Em Nova York, desde julho, mais de 10 mil restaurantes, lanchonetes e cafés adotaram o serviço ao ar livre, seguindo apenas um manual com medidas e desenhos permitidos, e que será mantido mesmo após a pandemia; em Paris, em 2 de junho, a liberação de calçadas e vagas de carros foi além disso: 23 ruas do Marais, Montmartre e Montparnasse foram fechadas ao trânsito nos finais de semana para os restaurantes ocuparem todas as vias. Basta um registro online e seguir uma cartilha com 10 regras de “bom comportamento”. Nem a capital francesa, nem a maior metrópole americana podem ser consideradas cidades mais avacalhadas ou menos interessadas no espaço público que São Paulo.

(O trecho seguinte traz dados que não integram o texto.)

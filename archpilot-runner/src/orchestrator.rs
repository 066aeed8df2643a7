use crate::supervisor::{NextStep, PlannedStep, StepKind, Supervisor};
use archpilot_agent::{
    CompareAgent, DesignAgent, DiagramAgent, GenerationAgent, ProposeInput, RefinementEngine,
    RefinementOutcome, StaffingAgent,
};
use archpilot_core::{
    ArchError, Artifact, ArtifactKind, BundleEntry, Inference, PipelineRequest, RequirementsProfile,
    Result, ResultBundle,
};
use archpilot_gateway::{GatewayClient, TOOL_REQUIREMENTS_EXTRACTOR};
use archpilot_rag::ContextRetriever;
use archpilot_session::{STATE_REQUIREMENTS, STATE_REQUIREMENTS_PROFILE, Session, SessionStore, Turn};
use std::sync::Arc;
use std::sync::atomic::{AtomicBool, Ordering};
use std::time::Duration;

/// Cooperative cancellation handle, checked between pipeline steps. A step's
/// artifact write is never interrupted.
#[derive(Debug, Clone, Default)]
pub struct CancelToken {
    flag: Arc<AtomicBool>,
}

impl CancelToken {
    pub fn new() -> Self {
        Self::default()
    }

    pub fn cancel(&self) {
        self.flag.store(true, Ordering::SeqCst);
    }

    pub fn is_cancelled(&self) -> bool {
        self.flag.load(Ordering::SeqCst)
    }
}

/// Top-level pipeline driver.
///
/// Owns the session, sequences supervisor decisions, runs each step's agent
/// under the refinement engine, and persists every produced artifact
/// immediately so a crash mid-pipeline loses at most the in-flight step.
pub struct Orchestrator {
    store: Arc<dyn SessionStore>,
    retriever: ContextRetriever,
    engine: RefinementEngine,
    supervisor: Supervisor,
    design_agent: Arc<dyn GenerationAgent>,
    compare_agent: Arc<dyn GenerationAgent>,
    diagram_agent: Arc<dyn GenerationAgent>,
    staffing_agent: Arc<dyn GenerationAgent>,
    gateway: Option<Arc<GatewayClient>>,
    session_ttl: Duration,
    context_budget: usize,
}

impl Orchestrator {
    pub fn new(store: Arc<dyn SessionStore>, inference: Arc<dyn Inference>) -> Self {
        Self {
            store,
            retriever: ContextRetriever::new(),
            engine: RefinementEngine::new(),
            supervisor: Supervisor::new(),
            design_agent: Arc::new(DesignAgent::new(Arc::clone(&inference))),
            compare_agent: Arc::new(CompareAgent::new(Arc::clone(&inference))),
            diagram_agent: Arc::new(DiagramAgent::new(Arc::clone(&inference))),
            staffing_agent: Arc::new(StaffingAgent::new(inference)),
            gateway: None,
            session_ttl: Duration::from_secs(30 * 60),
            context_budget: 4000,
        }
    }

    #[must_use]
    pub fn with_retriever(mut self, retriever: ContextRetriever) -> Self {
        self.retriever = retriever;
        self
    }

    #[must_use]
    pub fn with_engine(mut self, engine: RefinementEngine) -> Self {
        self.engine = engine;
        self
    }

    #[must_use]
    pub fn with_gateway(mut self, gateway: Arc<GatewayClient>) -> Self {
        self.gateway = Some(gateway);
        self
    }

    #[must_use]
    pub fn with_session_ttl(mut self, ttl: Duration) -> Self {
        self.session_ttl = ttl;
        self
    }

    #[must_use]
    pub fn with_context_budget(mut self, budget_chars: usize) -> Self {
        self.context_budget = budget_chars;
        self
    }

    /// Single explicit dispatch table over the closed step set.
    fn agent_for(&self, kind: StepKind) -> &Arc<dyn GenerationAgent> {
        match kind {
            StepKind::Design => &self.design_agent,
            StepKind::Compare => &self.compare_agent,
            StepKind::Diagram => &self.diagram_agent,
            StepKind::Staffing => &self.staffing_agent,
        }
    }

    pub async fn run(&self, session_key: &str, request: PipelineRequest) -> Result<ResultBundle> {
        self.run_with_cancel(session_key, request, CancelToken::new()).await
    }

    pub async fn run_with_cancel(
        &self,
        session_key: &str,
        request: PipelineRequest,
        cancel: CancelToken,
    ) -> Result<ResultBundle> {
        let mut warnings: Vec<String> = Vec::new();

        let session = self.store.get_or_create(session_key, self.session_ttl).await?;
        let turn_text = request
            .requirement_text
            .clone()
            .unwrap_or_else(|| format!("pipeline request: {:?}", request.requested_kinds()));
        self.store.append_turn(&session.key, Turn::new("user", turn_text)).await?;

        let requirements = self.resolve_requirements(&session, &request, &mut warnings).await?;

        let session = self.store.get(&session.key).await?;
        let mut plan = self.supervisor.plan(&session, &request)?;

        loop {
            if cancel.is_cancelled() {
                tracing::info!(session_key = %session.key, "pipeline cancelled between steps");
                return Err(ArchError::Cancelled);
            }

            let current = self.store.get(&session.key).await?;
            let step = match self.supervisor.next(&current, &mut plan)? {
                NextStep::Run(step) => step,
                NextStep::Done => break,
            };

            self.execute_step(&current, &step, &requirements, &mut warnings).await?;
        }

        let session = self.store.get(&session.key).await?;
        let mut bundle = ResultBundle::new(&session.key);
        bundle.warnings = warnings;
        for kind in request.requested_kinds() {
            if let Some(artifact) = session.latest(kind) {
                bundle.artifacts.insert(
                    kind,
                    BundleEntry { artifact: artifact.clone(), accepted: artifact.accepted },
                );
            }
        }

        let summary = bundle
            .artifacts
            .iter()
            .map(|(kind, entry)| format!("{kind} v{}", entry.artifact.version))
            .collect::<Vec<_>>()
            .join(", ");
        self.store.append_turn(&session.key, Turn::new("pipeline", format!("produced: {summary}"))).await?;

        Ok(bundle)
    }

    /// Runs one planned step: retrieve grounding context, refine the agent's
    /// candidate, persist the result. A degraded (unaccepted) artifact fails
    /// the pipeline only when the step is mandatory.
    async fn execute_step(
        &self,
        session: &Session,
        step: &PlannedStep,
        requirements: &str,
        warnings: &mut Vec<String>,
    ) -> Result<()> {
        let agent = self.agent_for(step.kind);
        tracing::info!(
            session_key = %session.key,
            step = %step.kind,
            agent = agent.name(),
            "running pipeline step"
        );

        let query = format!("{} {}", step.kind, requirements);
        let context = self.retriever.retrieve(&query, self.context_budget).await?;
        warnings.extend(context.warnings.iter().cloned());

        let priors = self.priors_for(session, step)?;
        let input = ProposeInput::new(requirements).with_context(context).with_priors(priors);

        let outcome = match self.engine.refine(agent.as_ref(), input).await {
            Ok(outcome) => outcome,
            Err(error) if step.mandatory => {
                return Err(ArchError::Pipeline(format!(
                    "mandatory step '{}' produced no artifact: {error}",
                    step.kind
                )));
            }
            Err(error) => {
                tracing::warn!(step = %step.kind, error = %error, "step skipped");
                warnings.push(format!("step '{}' produced no artifact: {error}", step.kind));
                return Ok(());
            }
        };

        self.persist_outcome(session, step, agent.name(), outcome, warnings).await
    }

    async fn persist_outcome(
        &self,
        session: &Session,
        step: &PlannedStep,
        producer: &str,
        outcome: RefinementOutcome,
        warnings: &mut Vec<String>,
    ) -> Result<()> {
        let version = session.next_version(step.kind.artifact_kind());
        let artifact = Artifact::new(version, producer, outcome.payload)
            .with_acceptance(outcome.accepted, outcome.attempts);
        self.store.append_artifact(&session.key, artifact).await?;

        if outcome.accepted {
            return Ok(());
        }

        let critique = outcome
            .last_critique
            .map(|c| c.failed_checks.join("; "))
            .unwrap_or_else(|| "no critique recorded".to_string());
        if step.mandatory {
            return Err(ArchError::Pipeline(format!(
                "mandatory step '{}' exhausted {} attempts; last critique: {critique}",
                step.kind, outcome.attempts
            )));
        }
        warnings.push(format!(
            "step '{}' accepted no candidate in {} attempts; best attempt kept unaccepted ({critique})",
            step.kind, outcome.attempts
        ));
        Ok(())
    }

    fn priors_for(&self, session: &Session, step: &PlannedStep) -> Result<Vec<Artifact>> {
        match step.kind {
            StepKind::Design | StepKind::Compare => {
                Ok(session.accepted(ArtifactKind::Design).into_iter().cloned().collect())
            }
            StepKind::Diagram | StepKind::Staffing => {
                let version = step.selected_design.ok_or_else(|| {
                    ArchError::planning("design", format!("{} step has no selected design", step.kind))
                })?;
                let artifact = session.artifact_at(ArtifactKind::Design, version).ok_or_else(|| {
                    ArchError::planning(
                        "design",
                        format!("selected design version {version} does not exist"),
                    )
                })?;
                Ok(vec![artifact.clone()])
            }
        }
    }

    /// Resolves the requirement text driving this run.
    ///
    /// Fresh document text goes through the gateway's requirements extractor
    /// when one is configured; extraction failure falls back to the raw text
    /// with a warning rather than failing the run.
    async fn resolve_requirements(
        &self,
        session: &Session,
        request: &PipelineRequest,
        warnings: &mut Vec<String>,
    ) -> Result<String> {
        let Some(text) = &request.requirement_text else {
            return session
                .requirements()
                .map(str::to_string)
                .ok_or_else(|| {
                    ArchError::Config(
                        "request carries no requirement text and the session holds none".into(),
                    )
                });
        };

        self.store
            .put_state(
                &session.key,
                STATE_REQUIREMENTS,
                serde_json::Value::String(text.clone()),
            )
            .await?;

        let Some(gateway) = &self.gateway else {
            return Ok(text.clone());
        };

        let args = serde_json::json!({ "document_text": text });
        match gateway.invoke(TOOL_REQUIREMENTS_EXTRACTOR, args).await {
            Ok(payload) => {
                let profile_value = payload.get("requirements").cloned().unwrap_or(payload);
                match serde_json::from_value::<RequirementsProfile>(profile_value.clone()) {
                    Ok(profile) => {
                        self.store
                            .put_state(&session.key, STATE_REQUIREMENTS_PROFILE, profile_value)
                            .await?;
                        tracing::info!(session_key = %session.key, "structured requirements extracted");
                        Ok(profile.to_prompt_text())
                    }
                    Err(e) => {
                        warnings.push(format!(
                            "requirements extractor returned an unusable profile ({e}); using raw text"
                        ));
                        Ok(text.clone())
                    }
                }
            }
            Err(e) => {
                tracing::warn!(error = %e, "requirements extraction failed; using raw text");
                warnings.push(format!("requirements extraction failed ({e}); using raw text"));
                Ok(text.clone())
            }
        }
    }
}
//! # archpilot-session
//!
//! Durable, TTL-scoped session state for the archpilot pipeline.
//!
//! A [`Session`] owns the conversation log and the versioned artifact history
//! for one user interaction. The [`SessionStore`] trait is the durable
//! key/value boundary; [`InMemorySessionStore`] is the bundled implementation
//! with TTL expiry and compare-and-swap version enforcement.

pub mod inmemory;
pub mod session;
pub mod store;

pub use inmemory::InMemorySessionStore;
pub use session::{STATE_REQUIREMENTS, STATE_REQUIREMENTS_PROFILE, Session, Turn};
pub use store::SessionStore;
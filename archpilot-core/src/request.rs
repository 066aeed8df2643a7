use crate::artifact::{Artifact, ArtifactKind};
use serde::{Deserialize, Serialize};
use std::collections::HashMap;

/// A caller's request for one pipeline run.
#[derive(Debug, Clone, Serialize, Deserialize)]
pub struct PipelineRequest {
    /// Raw requirement text. Optional when the session already holds
    /// requirements from a previous turn.
    pub requirement_text: Option<String>,
    /// Ensure at least this many accepted design candidates exist.
    pub design_count: u32,
    pub compare: bool,
    pub diagram: bool,
    pub staffing: bool,
    /// Explicit design selection (artifact version) for diagram/staffing steps.
    pub selected_design: Option<u64>,
}

impl PipelineRequest {
    pub fn designs(count: u32) -> Self {
        Self {
            requirement_text: None,
            design_count: count,
            compare: false,
            diagram: false,
            staffing: false,
            selected_design: None,
        }
    }

    #[must_use]
    pub fn with_requirements(mut self, text: impl Into<String>) -> Self {
        self.requirement_text = Some(text.into());
        self
    }

    #[must_use]
    pub fn with_comparison(mut self) -> Self {
        self.compare = true;
        self
    }

    #[must_use]
    pub fn with_diagram(mut self) -> Self {
        self.diagram = true;
        self
    }

    #[must_use]
    pub fn with_staffing(mut self) -> Self {
        self.staffing = true;
        self
    }

    #[must_use]
    pub fn with_selected_design(mut self, version: u64) -> Self {
        self.selected_design = Some(version);
        self
    }

    /// Artifact kinds this request asks for.
    pub fn requested_kinds(&self) -> Vec<ArtifactKind> {
        let mut kinds = Vec::new();
        if self.design_count > 0 {
            kinds.push(ArtifactKind::Design);
        }
        if self.compare {
            kinds.push(ArtifactKind::Comparison);
        }
        if self.diagram {
            kinds.push(ArtifactKind::Diagram);
        }
        if self.staffing {
            kinds.push(ArtifactKind::Staffing);
        }
        kinds
    }
}

/// Latest artifact of one kind plus its acceptance status. Unaccepted entries
/// are best-effort results after refinement exhaustion.
#[derive(Debug, Clone, Serialize, Deserialize)]
pub struct BundleEntry {
    pub artifact: Artifact,
    pub accepted: bool,
}

/// End-to-end result of one pipeline run: the latest artifact per requested
/// kind, plus any non-fatal warnings collected along the way.
#[derive(Debug, Clone, Serialize, Deserialize)]
pub struct ResultBundle {
    pub session_key: String,
    pub artifacts: HashMap<ArtifactKind, BundleEntry>,
    pub warnings: Vec<String>,
}

impl ResultBundle {
    pub fn new(session_key: impl Into<String>) -> Self {
        Self { session_key: session_key.into(), artifacts: HashMap::new(), warnings: Vec::new() }
    }

    pub fn entry(&self, kind: ArtifactKind) -> Option<&BundleEntry> {
        self.artifacts.get(&kind)
    }

    pub fn is_fully_accepted(&self) -> bool {
        self.artifacts.values().all(|e| e.accepted)
    }
}

#[cfg(test)]
mod tests {
    use super::*;

    #[test]
    fn test_requested_kinds() {
        let request = PipelineRequest::designs(2).with_comparison();
        assert_eq!(request.requested_kinds(), vec![ArtifactKind::Design, ArtifactKind::Comparison]);
    }

    #[test]
    fn test_builder_flags() {
        let request = PipelineRequest::designs(1)
            .with_requirements("stateless web API")
            .with_diagram()
            .with_selected_design(1);
        assert!(request.diagram);
        assert!(!request.staffing);
        assert_eq!(request.selected_design, Some(1));
    }
}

Em São Paulo, até para copiar uma ideia simples, fomos lentos. O projeto piloto no Centro saiu seis meses depois do início das restrições. E olha que tinha madrinhas de luxo. A jornalista e crítica gastronômica Alexandra Forbes, que, apesar de morar na França, quis dar sua contribuição à cena paulistana e teve a iniciativa. A apoiadora de primeira hora, a chef e empresária Janaína Rueda (a “Dona Onça”, do restaurante homônimo, e mulher de Jefferson Rueda, do A Casa do Porco). O arquiteto Gustavo Cedroni e o paisagista Marcelo Faisal, ambos premiados.
Rapidamente, Janaína e Alexandra conseguiram patrocinadores para bancar as peças. Conhecendo-se o índice de civilidade paulistana, o jeito foi adotar o concreto para criar uma barreira entre motoristas e quem estivesse sentado. O prefeito Bruno Covas, mesmo quando teve seu diagnóstico de Covid anunciado, participou das reuniões e demandou que a máquina pública começasse a se mexer.
Apesar do então secretário de Desenvolvimento Urbano, Fernando Chucre, ter abraçado a proposta desde o início, houve muita oposição. No início, a Vigilância Sanitária foi contra. Discordando das regras mundo afora, defendeu o serviço interno, contra as mesas externas (em Nova York, mesmo no inverno, o interior dos estabelecimentos é que foi isolado, exclusivo ao ar livre).
As subprefeituras também disseram que seria impossível fiscalizar. Só a CET, tradicionalmente mais preocupada com o automóvel do que com o pedestre, apoiou a empreitada. “A arquiteta Bete França, que era diretora lá, foi parceira total”, diz Chucre. “O prefeito foi totalmente a favor, mesmo com a gritaria.”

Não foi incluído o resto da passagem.